P.S. – Après avoir rappelé qu’à Cannes, le film avait eu le Grand prix du jury et, depuis, fait l’unanimité de la critique, Annie Coppermann se dit un peu plus mesurée. Mon vieux fond d’éducation anticléricale, peut-être…, avoue-t-ele dans son avis – pour conclure : Réaction personnelle, que je me garderai bien de vous imposer et qui ne m’empêche pas de reconnaitre la force du film et de son message.
Ce qui lui attire, six semaines plus tard dans l’un des rares commentaires qui sont faits à son blog, cette remarque quelque peu acide : L’anticléricalisme de Mme Coppermann la regarde, mais quand il intervient et transpire dans sa critique d’un film sur des religieux, on le trouve un peu lourd. Dommage. On espérait une critique cinéma objective, pas un cours de morale prosélyte.
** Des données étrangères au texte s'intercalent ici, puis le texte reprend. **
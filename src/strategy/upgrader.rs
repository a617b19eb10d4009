//! Partition-driven graceful upgrader.

use std::sync::Arc;

use async_trait::async_trait;
use k8s_openapi::api::apps::v1::StatefulSet;
use kube::ResourceExt;
use tracing::{info, warn};

use crate::controller::error::{Error, Result};
use crate::controller::failover_gate::is_pod_ready;
use crate::controller::upgrade_policy::{
    current_revision, is_on_delete, partition, pod_revision, set_upgrade_partition,
    template_equal, update_revision,
};
use crate::crd::{MemberPhase, PdCluster};
use crate::resources::common::{pd_member_name, pod_name};
use crate::store::PodLister;
use crate::strategy::Upgrader;

/// Upgrades one pod at a time, from the highest ordinal down.
///
/// The partition only moves past a pod once that pod runs the update
/// revision, is ready and its member reports healthy.
pub struct PartitionUpgrader {
    pods: Arc<dyn PodLister>,
}

impl PartitionUpgrader {
    pub fn new(pods: Arc<dyn PodLister>) -> Self {
        Self { pods }
    }
}

#[async_trait]
impl Upgrader for PartitionUpgrader {
    async fn upgrade(
        &self,
        cluster: &mut PdCluster,
        live: &StatefulSet,
        desired: &mut StatefulSet,
    ) -> Result<()> {
        let name = cluster.name_any();
        let namespace = cluster.namespace().unwrap_or_default();

        if !cluster.status_mut().synced {
            return Err(Error::strategy(
                "upgrader",
                format!("{namespace}/{name} PD status sync failed, can not upgrade"),
            ));
        }
        cluster.status_mut().phase = MemberPhase::Upgrade;

        // The new template goes out first; pods follow on later passes
        if !template_equal(desired, live) {
            return Ok(());
        }
        let update = update_revision(live);
        if update == current_revision(live) {
            return Ok(());
        }

        let live_partition = partition(live);
        let Some(live_partition) = live_partition.filter(|_| !is_on_delete(live)) else {
            if let (Some(spec), Some(live_spec)) = (desired.spec.as_mut(), live.spec.as_ref()) {
                spec.update_strategy = live_spec.update_strategy.clone();
            }
            warn!(name = %name, "PD StatefulSet is not partitioned, skipping graceful upgrade");
            return Ok(());
        };
        set_upgrade_partition(desired, live_partition);

        let Some(status) = cluster.status.as_ref() else {
            return Ok(());
        };
        let replicas = live.spec.as_ref().and_then(|s| s.replicas).unwrap_or(0);
        for ordinal in (0..replicas).rev() {
            let pod = pod_name(&name, ordinal);
            let Some(live_pod) = self.pods.get_pod(&namespace, &pod).await? else {
                return Err(Error::strategy("upgrader", format!("pod {namespace}/{pod} not found")));
            };
            let Some(revision) = pod_revision(&live_pod) else {
                return Err(Error::strategy(
                    "upgrader",
                    format!("pod {namespace}/{pod} has no revision label"),
                ));
            };

            if Some(revision) == update {
                if !is_pod_ready(&live_pod) {
                    return Err(Error::strategy(
                        "upgrader",
                        format!("upgraded pod {namespace}/{pod} is not ready"),
                    ));
                }
                let member = pd_member_name(
                    &name,
                    ordinal,
                    &namespace,
                    &cluster.spec.cluster_domain,
                    cluster.spec.across_k8s,
                );
                if !status.members.get(&member).is_some_and(|m| m.health) {
                    return Err(Error::strategy(
                        "upgrader",
                        format!("upgraded pod {namespace}/{pod} is not healthy"),
                    ));
                }
                continue;
            }

            info!(name = %name, pod = %pod, partition = ordinal, "Upgrading PD pod");
            set_upgrade_partition(desired, ordinal);
            return Ok(());
        }
        Ok(())
    }
}
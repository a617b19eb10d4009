//! PD version gate.

use semver::Version;
use tracing::warn;

use crate::controller::error::{Error, Result};
use crate::crd::MODE_MICRO_SERVICE;

/// Floating tags that always track the newest release.
const FLOATING_TAGS: [&str; 2] = ["nightly", "latest"];

/// Whether the PD version is 4.0 or newer.
///
/// Floating tags count as new enough. Any other tag that is not a version
/// is a configuration error.
pub fn cluster_version_at_least_4(version: &str, mode: &str) -> Result<bool> {
    if mode == MODE_MICRO_SERVICE && version == "nightly" {
        return Ok(true);
    }
    if FLOATING_TAGS.contains(&version) {
        warn!(version = %version, "PD version is a floating tag, assuming >= v4");
        return Ok(true);
    }
    let parsed = parse_lenient(version).map_err(|source| Error::Version {
        version: version.to_string(),
        source,
    })?;
    Ok(parsed.major >= 4)
}

/// Parse `v4`, `v4.0` and `v4.0.1-rc` style tags.
fn parse_lenient(version: &str) -> std::result::Result<Version, semver::Error> {
    let trimmed = version.trim().trim_start_matches(['v', 'V']);
    if let Ok(v) = Version::parse(trimmed) {
        return Ok(v);
    }
    let (core, rest) = match trimmed.find(['-', '+']) {
        Some(idx) => trimmed.split_at(idx),
        None => (trimmed, ""),
    };
    let padded = match core.split('.').count() {
        1 => format!("{core}.0.0{rest}"),
        2 => format!("{core}.0{rest}"),
        _ => trimmed.to_string(),
    };
    Version::parse(&padded)
}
15 X – The Social Network – Marck Zuckerberg a aujourd’hui 26 ans et pèse 33 milliards de dollars grâce à Facebook, cet immense ce réseau d’amis, sa toile d’araignée géante… Tout ça parce qu’un jour, plaqué par sa petite amie, il a décidé de pirater le site de sa fac pour se venger de la traîtresse. Facebook n’est pas ma tasse de thé. Et pourtant, l’histoire de sa naissance m’a ligotée sur mon fauteuil jusqu’à la dernière image… Le film – écrit par un brillant scénariste, Aaron Sorkin à partir du livre de David Fincher est aussi diabolique que son héros.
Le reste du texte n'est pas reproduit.